#### Your assignment
Copy all of the records below verbatim.

#### Saved data entries
//! Rest countdown started after each main set

use std::sync::{Arc, Mutex, MutexGuard, PoisonError};

use tokio::sync::mpsc::UnboundedSender;
use tokio::task::JoinHandle;
use tokio::time::{Instant, interval_at};
use tracing::debug;

use super::{TICK, TimerEvent, TimerPhase};

/// Result of applying one tick to a [`Countdown`]
#[derive(Debug, Clone, Copy, PartialEq, Eq)]
pub enum Tick {
    /// Tick belongs to a cancelled run, nothing changed
    Stale,
    Running(u32),
    Finished,
}

/// Pure countdown state. Every `start` and `reset` bumps the generation,
/// so ticks captured for an older run are ignored.
#[derive(Debug, Clone, Default)]
pub struct Countdown {
    remaining: u32,
    phase: TimerPhase,
    generation: u64,
}

impl Countdown {
    /// Begin a new run and return its generation
    pub fn start(&mut self, duration_secs: u32) -> u64 {
        self.generation += 1;
        self.remaining = duration_secs;
        self.phase = if duration_secs == 0 {
            TimerPhase::Finished
        } else {
            TimerPhase::Running
        };
        self.generation
    }

    pub fn tick(&mut self, generation: u64) -> Tick {
        if generation != self.generation || self.phase != TimerPhase::Running {
            return Tick::Stale;
        }
        self.remaining = self.remaining.saturating_sub(1);
        if self.remaining == 0 {
            self.phase = TimerPhase::Finished;
            Tick::Finished
        } else {
            Tick::Running(self.remaining)
        }
    }

    pub fn reset(&mut self) {
        self.generation += 1;
        self.remaining = 0;
        self.phase = TimerPhase::Idle;
    }

    pub fn remaining(&self) -> u32 {
        self.remaining
    }

    pub fn phase(&self) -> TimerPhase {
        self.phase
    }

    pub fn is_active(&self) -> bool {
        self.phase == TimerPhase::Running
    }

    pub fn generation(&self) -> u64 {
        self.generation
    }
}

/// Countdown driven by a once-per-second tokio task
pub struct RestTimer {
    countdown: Arc<Mutex<Countdown>>,
    task: Option<JoinHandle<()>>,
    events: UnboundedSender<TimerEvent>,
}

impl RestTimer {
    pub fn new(events: UnboundedSender<TimerEvent>) -> Self {
        Self {
            countdown: Arc::new(Mutex::new(Countdown::default())),
            task: None,
            events,
        }
    }

    /// Cancel any running countdown and start a fresh one
    pub fn start(&mut self, duration_secs: u32) {
        self.reset();
        let generation = self.lock().start(duration_secs);
        if duration_secs == 0 {
            let _ = self.events.send(TimerEvent::RestFinished);
            return;
        }
        debug!(duration_secs, generation, "Rest timer started");

        let countdown = Arc::clone(&self.countdown);
        let events = self.events.clone();
        self.task = Some(tokio::spawn(async move {
            let mut ticker = interval_at(Instant::now() + TICK, TICK);
            loop {
                ticker.tick().await;
                let tick = countdown
                    .lock()
                    .unwrap_or_else(PoisonError::into_inner)
                    .tick(generation);
                match tick {
                    Tick::Stale => break,
                    Tick::Running(remaining) => {
                        let _ = events.send(TimerEvent::RestTick { remaining });
                    }
                    Tick::Finished => {
                        debug!(generation, "Rest timer finished");
                        let _ = events.send(TimerEvent::RestFinished);
                        break;
                    }
                }
            }
        }));
    }

    /// Stop the countdown and zero it. Safe to call in any state.
    pub fn reset(&mut self) {
        if let Some(task) = self.task.take() {
            task.abort();
        }
        self.lock().reset();
    }

    pub fn remaining(&self) -> u32 {
        self.lock().remaining()
    }

    pub fn is_active(&self) -> bool {
        self.lock().is_active()
    }

    pub fn phase(&self) -> TimerPhase {
        self.lock().phase()
    }

    fn lock(&self) -> MutexGuard<'_, Countdown> {
        self.countdown.lock().unwrap_or_else(PoisonError::into_inner)
    }
}

impl Drop for RestTimer {
    fn drop(&mut self) {
        if let Some(task) = self.task.take() {
            task.abort();
        }
    }
}

#[cfg(test)]
mod tests {
    use super::*;
    use std::time::Duration;
    use tokio::sync::mpsc;

    #[test]
    fn test_countdown_runs_to_zero() {
        let mut countdown = Countdown::default();
        let generation = countdown.start(60);
        assert!(countdown.is_active());

        for expected in (1..60).rev() {
            assert_eq!(countdown.tick(generation), Tick::Running(expected));
        }
        assert_eq!(countdown.tick(generation), Tick::Finished);
        assert_eq!(countdown.remaining(), 0);
        assert!(!countdown.is_active());
        assert_eq!(countdown.phase(), TimerPhase::Finished);

        // further ticks are ignored once finished
        assert_eq!(countdown.tick(generation), Tick::Stale);
    }

    #[test]
    fn test_countdown_reset_is_immediate_and_idempotent() {
        let mut countdown = Countdown::default();
        let generation = countdown.start(30);
        countdown.tick(generation);

        countdown.reset();
        assert_eq!(countdown.remaining(), 0);
        assert!(!countdown.is_active());
        countdown.reset();
        assert_eq!(countdown.phase(), TimerPhase::Idle);
    }

    #[test]
    fn test_stale_generation_is_ignored() {
        let mut countdown = Countdown::default();
        let old = countdown.start(10);
        let current = countdown.start(10);

        assert_eq!(countdown.tick(old), Tick::Stale);
        assert_eq!(countdown.remaining(), 10);
        assert_eq!(countdown.tick(current), Tick::Running(9));

        countdown.reset();
        assert_eq!(countdown.tick(current), Tick::Stale);
        assert_eq!(countdown.remaining(), 0);
    }

    #[tokio::test(start_paused = true)]
    async fn test_rest_timer_finishes_and_notifies() {
        let (tx, mut rx) = mpsc::unbounded_channel();
        let mut timer = RestTimer::new(tx);
        timer.start(3);
        assert!(timer.is_active());
        assert_eq!(timer.remaining(), 3);

        tokio::time::sleep(Duration::from_millis(3500)).await;

        assert_eq!(timer.remaining(), 0);
        assert!(!timer.is_active());
        assert_eq!(rx.recv().await, Some(TimerEvent::RestTick { remaining: 2 }));
        assert_eq!(rx.recv().await, Some(TimerEvent::RestTick { remaining: 1 }));
        assert_eq!(rx.recv().await, Some(TimerEvent::RestFinished));
    }

    #[tokio::test(start_paused = true)]
    async fn test_rest_timer_sixty_seconds() {
        let (tx, _rx) = mpsc::unbounded_channel();
        let mut timer = RestTimer::new(tx);
        timer.start(60);

        tokio::time::sleep(Duration::from_millis(59_500)).await;
        assert!(timer.is_active());
        assert_eq!(timer.remaining(), 1);

        tokio::time::sleep(Duration::from_secs(1)).await;
        assert_eq!(timer.remaining(), 0);
        assert!(!timer.is_active());
    }

    #[tokio::test(start_paused = true)]
    async fn test_restart_cancels_previous_countdown() {
        let (tx, mut rx) = mpsc::unbounded_channel();
        let mut timer = RestTimer::new(tx);
        timer.start(2);
        tokio::time::sleep(Duration::from_millis(1500)).await;
        timer.start(5);

        tokio::time::sleep(Duration::from_millis(2500)).await;
        // only the second run is ticking
        assert!(timer.is_active());
        assert_eq!(timer.remaining(), 3);

        let mut finished = 0;
        while let Ok(event) = rx.try_recv() {
            if event == TimerEvent::RestFinished {
                finished += 1;
            }
        }
        assert_eq!(finished, 0);
    }

    #[tokio::test(start_paused = true)]
    async fn test_reset_stops_ticks() {
        let (tx, mut rx) = mpsc::unbounded_channel();
        let mut timer = RestTimer::new(tx);
        timer.start(10);
        tokio::time::sleep(Duration::from_millis(1500)).await;
        timer.reset();
        assert_eq!(timer.remaining(), 0);
        assert!(!timer.is_active());

        while rx.try_recv().is_ok() {}
        tokio::time::sleep(Duration::from_secs(5)).await;
        assert!(rx.try_recv().is_err());
        assert_eq!(timer.remaining(), 0);
    }
}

#### Answer space
//! Rest countdown started after each main set

use std::sync::{Arc, Mutex, MutexGuard, PoisonError};

use tokio::sync::mpsc::UnboundedSender;
use tokio::task::JoinHandle;
use tokio::time::{Instant, interval_at};
use tracing::debug;

use super::{TICK, TimerEvent, TimerPhase};

/// Result of applying one tick to a [`Countdown`]
#[derive(Debug, Clone, Copy, PartialEq, Eq)]
pub enum Tick {
    /// Tick belongs to a cancelled run, nothing changed
    Stale,
    Running(u32),
    Finished,
}

/// Pure countdown state. Every `start` and `reset` bumps the generation,
/// so ticks captured for an older run are ignored.
#[derive(Debug, Clone, Default)]
pub struct Countdown {
    remaining: u32,
    phase: TimerPhase,
    generation: u64,
}

impl Countdown {
    /// Begin a new run and return its generation
    pub fn start(&mut self, duration_secs: u32) -> u64 {
        self.generation += 1;
        self.remaining = duration_secs;
        self.phase = if duration_secs == 0 {
            TimerPhase::Finished
        } else {
            TimerPhase::Running
        };
        self.generation
    }

    pub fn tick(&mut self, generation: u64) -> Tick {
        if generation != self.generation || self.phase != TimerPhase::Running {
            return Tick::Stale;
        }
        self.remaining = self.remaining.saturating_sub(1);
        if self.remaining == 0 {
            self.phase = TimerPhase::Finished;
            Tick::Finished
        } else {
            Tick::Running(self.remaining)
        }
    }

    pub fn reset(&mut self) {
        self.generation += 1;
        self.remaining = 0;
        self.phase = TimerPhase::Idle;
    }

    pub fn remaining(&self) -> u32 {
        self.remaining
    }

    pub fn phase(&self) -> TimerPhase {
        self.phase
    }

    pub fn is_active(&self) -> bool {
        self.phase == TimerPhase::Running
    }

    pub fn generation(&self) -> u64 {
        self.generation
    }
}

/// Countdown driven by a once-per-second tokio task
pub struct RestTimer {
    countdown: Arc<Mutex<Countdown>>,
    task: Option<JoinHandle<()>>,
    events: UnboundedSender<TimerEvent>,
}

impl RestTimer {
    pub fn new(events: UnboundedSender<TimerEvent>) -> Self {
        Self {
            countdown: Arc::new(Mutex::new(Countdown::default())),
            task: None,
            events,
        }
    }

    /// Cancel any running countdown and start a fresh one
    pub fn start(&mut self, duration_secs: u32) {
        self.reset();
        let generation = self.lock().start(duration_secs);
        if duration_secs == 0 {
            let _ = self.events.send(TimerEvent::RestFinished);
            return;
        }
        debug!(duration_secs, generation, "Rest timer started");

        let countdown = Arc::clone(&self.countdown);
        let events = self.events.clone();
        self.task = Some(tokio::spawn(async move {
            let mut ticker = interval_at(Instant::now() + TICK, TICK);
            loop {
                ticker.tick().await;
                let tick = countdown
                    .lock()
                    .unwrap_or_else(PoisonError::into_inner)
                    .tick(generation);
                match tick {
                    Tick::Stale => break,
                    Tick::Running(remaining) => {
                        let _ = events.send(TimerEvent::RestTick { remaining });
                    }
                    Tick::Finished => {
                        debug!(generation, "Rest timer finished");
                        let _ = events.send(TimerEvent::RestFinished);
                        break;
                    }
                }
            }
        }));
    }

    /// Stop the countdown and zero it. Safe to call in any state.
    pub fn reset(&mut self) {
        if let Some(task) = self.task.take() {
            task.abort();
        }
        self.lock().reset();
    }

    pub fn remaining(&self) -> u32 {
        self.lock().remaining()
    }

    pub fn is_active(&self) -> bool {
        self.lock().is_active()
    }

    pub fn phase(&self) -> TimerPhase {
        self.lock().phase()
    }

    fn lock(&self) -> MutexGuard<'_, Countdown> {
        self.countdown.lock().unwrap_or_else(PoisonError::into_inner)
    }
}

impl Drop for RestTimer {
    fn drop(&mut self) {
        if let Some(task) = self.task.take() {
            task.abort();
        }
    }
}

#[cfg(test)]
mod tests {
    use super::*;
    use std::time::Duration;
    use tokio::sync::mpsc;

    #[test]
    fn test_countdown_runs_to_zero() {
        let mut countdown = Countdown::default();
        let generation = countdown.start(60);
        assert!(countdown.is_active());

        for expected in (1..60).rev() {
            assert_eq!(countdown.tick(generation), Tick::Running(expected));
        }
        assert_eq!(countdown.tick(generation), Tick::Finished);
        assert_eq!(countdown.remaining(), 0);
        assert!(!countdown.is_active());
        assert_eq!(countdown.phase(), TimerPhase::Finished);

        // further ticks are ignored once finished
        assert_eq!(countdown.tick(generation), Tick::Stale);
    }

    #[test]
    fn test_countdown_reset_is_immediate_and_idempotent() {
        let mut countdown = Countdown::default();
        let generation = countdown.start(30);
        countdown.tick(generation);

        countdown.reset();
        assert_eq!(countdown.remaining(), 0);
        assert!(!countdown.is_active());
        countdown.reset();
        assert_eq!(countdown.phase(), TimerPhase::Idle);
    }

    #[test]
    fn test_stale_generation_is_ignored() {
        let mut countdown = Countdown::default();
        let old = countdown.start(10);
        let current = countdown.start(10);

        assert_eq!(countdown.tick(old), Tick::Stale);
        assert_eq!(countdown.remaining(), 10);
        assert_eq!(countdown.tick(current), Tick::Running(9));

        countdown.reset();
        assert_eq!(countdown.tick(current), Tick::Stale);
        assert_eq!(countdown.remaining(), 0);
    }

    #[tokio::test(start_paused = true)]
    async fn test_rest_timer_finishes_and_notifies() {
        let (tx, mut rx) = mpsc::unbounded_channel();
        let mut timer = RestTimer::new(tx);
        timer.start(3);
        assert!(timer.is_active());
        assert_eq!(timer.remaining(), 3);

        tokio::time::sleep(Duration::from_millis(3500)).await;

        assert_eq!(timer.remaining(), 0);
        assert!(!timer.is_active());
        assert_eq!(rx.recv().await, Some(TimerEvent::RestTick { remaining: 2 }));
        assert_eq!(rx.recv().await, Some(TimerEvent::RestTick { remaining: 1 }));
        assert_eq!(rx.recv().await, Some(TimerEvent::RestFinished));
    }

    #[tokio::test(start_paused = true)]
    async fn test_rest_timer_sixty_seconds() {
        let (tx, _rx) = mpsc::unbounded_channel();
        let mut timer = RestTimer::new(tx);
        timer.start(60);

        tokio::time::sleep(Duration::from_millis(59_500)).await;
        assert!(timer.is_active());
        assert_eq!(timer.remaining(), 1);

        tokio::time::sleep(Duration::from_secs(1)).await;
        assert_eq!(timer.remaining(), 0);
        assert!(!timer.is_active());
    }

    #[tokio::test(start_paused = true)]
    async fn test_restart_cancels_previous_countdown() {
        let (tx, mut rx) = mpsc::unbounded_channel();
        let mut timer = RestTimer::new(tx);
        timer.start(2);
        tokio::time::sleep(Duration::from_millis(1500)).await;
        timer.start(5);

        tokio::time::sleep(Duration::from_millis(2500)).await;
        // only the second run is ticking
        assert!(timer.is_active());
        assert_eq!(timer.remaining(), 3);

        let mut finished = 0;
        while let Ok(event) = rx.try_recv() {
            if event == TimerEvent::RestFinished {
                finished += 1;
            }
        }
        assert_eq!(finished, 0);
    }

    #[tokio::test(start_paused = true)]
    async fn test_reset_stops_ticks() {
        let (tx, mut rx) = mpsc::unbounded_channel();
        let mut timer = RestTimer::new(tx);
        timer.start(10);
        tokio::time::sleep(Duration::from_millis(1500)).await;
        timer.reset();
        assert_eq!(timer.remaining(), 0);
        assert!(!timer.is_active());

        while rx.try_recv().is_ok() {}
        tokio::time::sleep(Duration::from_secs(5)).await;
        assert!(rx.try_recv().is_err());
        assert_eq!(timer.remaining(), 0);
    }
}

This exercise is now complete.